**EXERCISE INSTRUCTIONS**
Below are the records; copy each line in them that holds the word "args".

**Source data**
_ _ _ _ _ _ _

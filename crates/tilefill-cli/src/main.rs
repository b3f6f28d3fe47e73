//! tilefill - fill a map boundary with regular polygon tiles
//!
//! Usage:
//!   tilefill fill <boundary> -r <radius> [-k 3|4|6] [-t theta]   Write web/data_*.js
//!   tilefill tile -r <radius> -k <sides> --at X,Y                 Inspect the lattice
//!   tilefill benchmark <boundary> -r <radius>                     Time repeated fills

use anyhow::Result;
use clap::Parser;
use tracing_subscriber::EnvFilter;
use tracing_subscriber::prelude::*;

mod cli;

use cli::{Cli, Command, cmd_benchmark, cmd_fill, cmd_tile};

fn main() {
    let cli = Cli::parse();
    init_logging(cli.verbose);

    if let Err(e) = run(cli) {
        eprintln!("Error: {e:#}");
        std::process::exit(1);
    }
}

fn run(cli: Cli) -> Result<()> {
    match cli.command {
        Command::Fill(args) => cmd_fill(args),
        Command::Tile(args) => cmd_tile(args),
        Command::Benchmark(args) => cmd_benchmark(args),
    }
}

/// Log to stderr so stdout stays clean for JSON output.
///
/// `RUST_LOG` wins when set; otherwise `info`, or `debug` with `-v`.
fn init_logging(verbose: bool) {
    let default = if verbose { "debug" } else { "info" };
    let env_filter = EnvFilter::try_from_default_env().unwrap_or_else(|_| EnvFilter::new(default));

    let fmt_layer = tracing_subscriber::fmt::layer()
        .with_writer(std::io::stderr)
        .with_target(false);

    tracing_subscriber::registry().with(env_filter).with(fmt_layer).init();
}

_ _ _ _ _ _ _

**WORKED SOLUTION**
        Command::Fill(args) => cmd_fill(args),
        Command::Tile(args) => cmd_tile(args),
        Command::Benchmark(args) => cmd_benchmark(args),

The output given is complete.